Olmstead considers the pressure on growth happening in just one place, "an exurb of Boise called Meridian that was [in 2017] the fifth-fastest-growing city in the United States." And the larger demographics also put pressure on this region: "among the top 10 states that grew from 2017 to 2018, the Census found that the top four are Western, arid states: Nevada, Utah, Idaho, and Arizona."

Olmstead turns to the long history of settlement in the American West, and focuses on the 19th-century explorer John Wesley Powell: "Perhaps more than any other man of his time, he comprehended the limits of Western geography, and suggested that inhabiting the land would require a far different set of rhythms than those we had cultivated up to that point." Yet U.S. officials of the day went on handing "out land in rectangular 160-acre parcels—and ignored the implications of the west’s aridity."

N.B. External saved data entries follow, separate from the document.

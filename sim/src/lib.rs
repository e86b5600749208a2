// Copyright (c) 2022-2023 The MobileCoin Foundation

//! KeyLink device simulator
//!
//! Exposes one or more [Engine] instances over the KeyLink HTTP relay
//! protocol (`POST /{device_id}` with a hex-encoded frame), for use in
//! integration tests or via the `keylink-sim` binary.

use std::{
    collections::HashMap,
    net::SocketAddr,
    sync::{Arc, Mutex},
};

use axum::{
    extract::{Path, State},
    http::StatusCode,
    routing::post,
    Json, Router,
};
use log::{debug, info, warn};
use tokio::{net::TcpListener, task::JoinHandle};

use keylink_core::{
    engine::{Driver, Engine},
    helpers::SeedDriver,
};
use keylink_proto::{
    connect::FW_VERSION_LEN,
    envelope::{HttpRequest, HttpResponse},
    firmware::FwVersion,
    wallet::{ActiveWallets, Wallet},
};

/// Simulated device engine
pub type SimEngine = Engine<SeedDriver>;

/// Default simulator seed
pub const DEFAULT_SEED: [u8; 32] = [0x5e; 32];

/// Default pairing secret displayed by simulated devices
pub const DEFAULT_PAIRING_SECRET: &str = "12345678";

/// Default simulated firmware version
pub const DEFAULT_FW_VERSION: FwVersion = FwVersion::new(3, 15, 0);

/// Handling for requests addressed to unknown device ids
#[derive(Copy, Clone, Debug, PartialEq, clap::ValueEnum, strum::Display)]
#[strum(serialize_all = "lowercase")]
pub enum UnknownDevice {
    /// Create a new device on first request
    Create,
    /// Reject requests with a 404 status
    Reject,
}

/// Simulator options
#[derive(Clone, Debug, PartialEq, clap::Parser)]
pub struct Options {
    /// Device seed (hex encoded, 32 bytes)
    #[clap(
        long,
        env,
        value_parser = parse_seed,
        default_value = "5e5e5e5e5e5e5e5e5e5e5e5e5e5e5e5e5e5e5e5e5e5e5e5e5e5e5e5e5e5e5e5e"
    )]
    pub seed: [u8; 32],

    /// Firmware version reported by devices (`major.minor.fix`, `0.0.0` for legacy firmware)
    #[clap(long, env, value_parser = parse_fw_version, default_value = "3.15.0")]
    pub fw_version: [u8; FW_VERSION_LEN],

    /// Pairing secret displayed by devices
    #[clap(long, env, default_value = DEFAULT_PAIRING_SECRET)]
    pub pairing_secret: String,

    /// Handling for unknown device ids
    #[clap(long, value_enum, default_value = "create")]
    pub unknown: UnknownDevice,
}

impl Default for Options {
    fn default() -> Self {
        let mut fw_version = [0u8; FW_VERSION_LEN];
        fw_version[..3].copy_from_slice(&DEFAULT_FW_VERSION.to_raw());

        Self {
            seed: DEFAULT_SEED,
            fw_version,
            pairing_secret: DEFAULT_PAIRING_SECRET.to_string(),
            unknown: UnknownDevice::Create,
        }
    }
}

/// Parse a hex encoded seed
pub fn parse_seed(s: &str) -> Result<[u8; 32], String> {
    let v = hex::decode(s).map_err(|e| format!("invalid seed: {e}"))?;
    v.try_into()
        .map_err(|_| "seed must be 32 bytes".to_string())
}

/// Parse a `major.minor.fix` firmware version to the raw device encoding
pub fn parse_fw_version(s: &str) -> Result<[u8; FW_VERSION_LEN], String> {
    let p = s
        .split('.')
        .map(|v| v.parse::<u8>())
        .collect::<Result<Vec<_>, _>>()
        .map_err(|e| format!("invalid firmware version: {e}"))?;

    match p[..] {
        [major, minor, fix] => Ok([fix, minor, major, 0]),
        _ => Err("firmware version must be major.minor.fix".to_string()),
    }
}

/// Device simulator, clones share the same device set
#[derive(Clone)]
pub struct Simulator {
    devices: Arc<Mutex<HashMap<String, SimEngine>>>,
    opts: Arc<Options>,
}

impl Simulator {
    /// Create a new simulator with the provided options
    pub fn new(opts: Options) -> Self {
        Self {
            devices: Arc::new(Mutex::new(HashMap::new())),
            opts: Arc::new(opts),
        }
    }

    /// Create a new simulated device engine using the simulator options
    fn engine(&self) -> SimEngine {
        let drv = SeedDriver::new(
            self.opts.seed,
            self.opts.fw_version,
            self.opts.pairing_secret.as_bytes(),
        );

        let wallets = ActiveWallets {
            internal: Wallet::new(drv.derive(b"wallet"), 1, "main"),
            external: Wallet::default(),
        };

        let mut e = Engine::new(drv);
        e.set_wallets(wallets);
        e
    }

    /// Add a device, replacing any existing device with the same id
    pub fn add_device(&self, device_id: &str) {
        let e = self.engine();
        if let Ok(mut d) = self.devices.lock() {
            d.insert(device_id.to_string(), e);
        }
    }

    /// Execute a function against a device engine, for fault injection
    /// and inspection. Returns `None` for unknown devices.
    pub fn with_device<R>(
        &self,
        device_id: &str,
        f: impl FnOnce(&mut SimEngine) -> R,
    ) -> Option<R> {
        let mut d = self.devices.lock().ok()?;
        d.get_mut(device_id).map(f)
    }

    /// Handle an incoming request envelope for the specified device
    pub fn handle(&self, device_id: &str, req: &HttpRequest) -> HttpResponse {
        let frame = match req.frame() {
            Ok(f) => f,
            Err(e) => return HttpResponse::error(400, &format!("invalid request data: {e}")),
        };

        let mut devices = match self.devices.lock() {
            Ok(d) => d,
            Err(_) => return HttpResponse::error(500, "simulator state poisoned"),
        };

        if !devices.contains_key(device_id) {
            match self.opts.unknown {
                UnknownDevice::Create => {
                    info!("Creating device: {}", device_id);
                    devices.insert(device_id.to_string(), self.engine());
                }
                UnknownDevice::Reject => {
                    warn!("Unknown device: {}", device_id);
                    return HttpResponse::error(404, &format!("unknown device: {device_id}"));
                }
            }
        }

        let e = match devices.get_mut(device_id) {
            Some(e) => e,
            None => return HttpResponse::error(404, &format!("unknown device: {device_id}")),
        };

        debug!("Request for {} ({} bytes)", device_id, frame.len());

        match e.handle(&frame) {
            Ok(r) => HttpResponse::ok(&r),
            Err(err) => {
                warn!("Request for {} failed: {}", device_id, err);
                HttpResponse::error(400, &err.to_string())
            }
        }
    }

    /// Build an axum [Router] for this simulator
    pub fn router(&self) -> Router {
        Router::new()
            .route("/:device_id", post(exchange))
            .with_state(self.clone())
    }

    /// Bind to the provided address and serve requests in a background task,
    /// returning the bound address and task handle
    pub async fn bind(&self, addr: SocketAddr) -> anyhow::Result<(SocketAddr, JoinHandle<()>)> {
        let listener = TcpListener::bind(addr).await?;
        let addr = listener.local_addr()?;

        info!("Simulator listening on http://{}", addr);

        let router = self.router();
        let h = tokio::spawn(async move {
            if let Err(e) = axum::serve(listener, router).await {
                warn!("Simulator server error: {}", e);
            }
        });

        Ok((addr, h))
    }
}

/// Relay endpoint, exchanging a request frame with the addressed device
async fn exchange(
    State(s): State<Simulator>,
    Path(device_id): Path<String>,
    Json(req): Json<HttpRequest>,
) -> (StatusCode, Json<HttpResponse>) {
    let resp = s.handle(&device_id, &req);

    let status = StatusCode::from_u16(resp.status).unwrap_or(StatusCode::INTERNAL_SERVER_ERROR);

    (status, Json(resp))
}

Today, regional planners may consider public-policy innovations such as Transfer of Development Rights (TDR), and Olmstead suggests Western areas may want to follow this approach, where "a developer can buy a landowner’s development rights and transfer them to a different area." "Argrihoods," such as Serenbe outside of Atlanta, may also save farmland alongside development. Still, Olmstead concludes that "one of the most important challenges for today’s farmers in the West will be decreasing the gap between their land’s agricultural value and its real-estate development value." To find solutions, "Powell suggested another way forward: a more local, regional approach, in which farmers might work together to protect their water rights, desert cities might steward resources more wisely, and Western towns might cultivate cooperation and shared trust."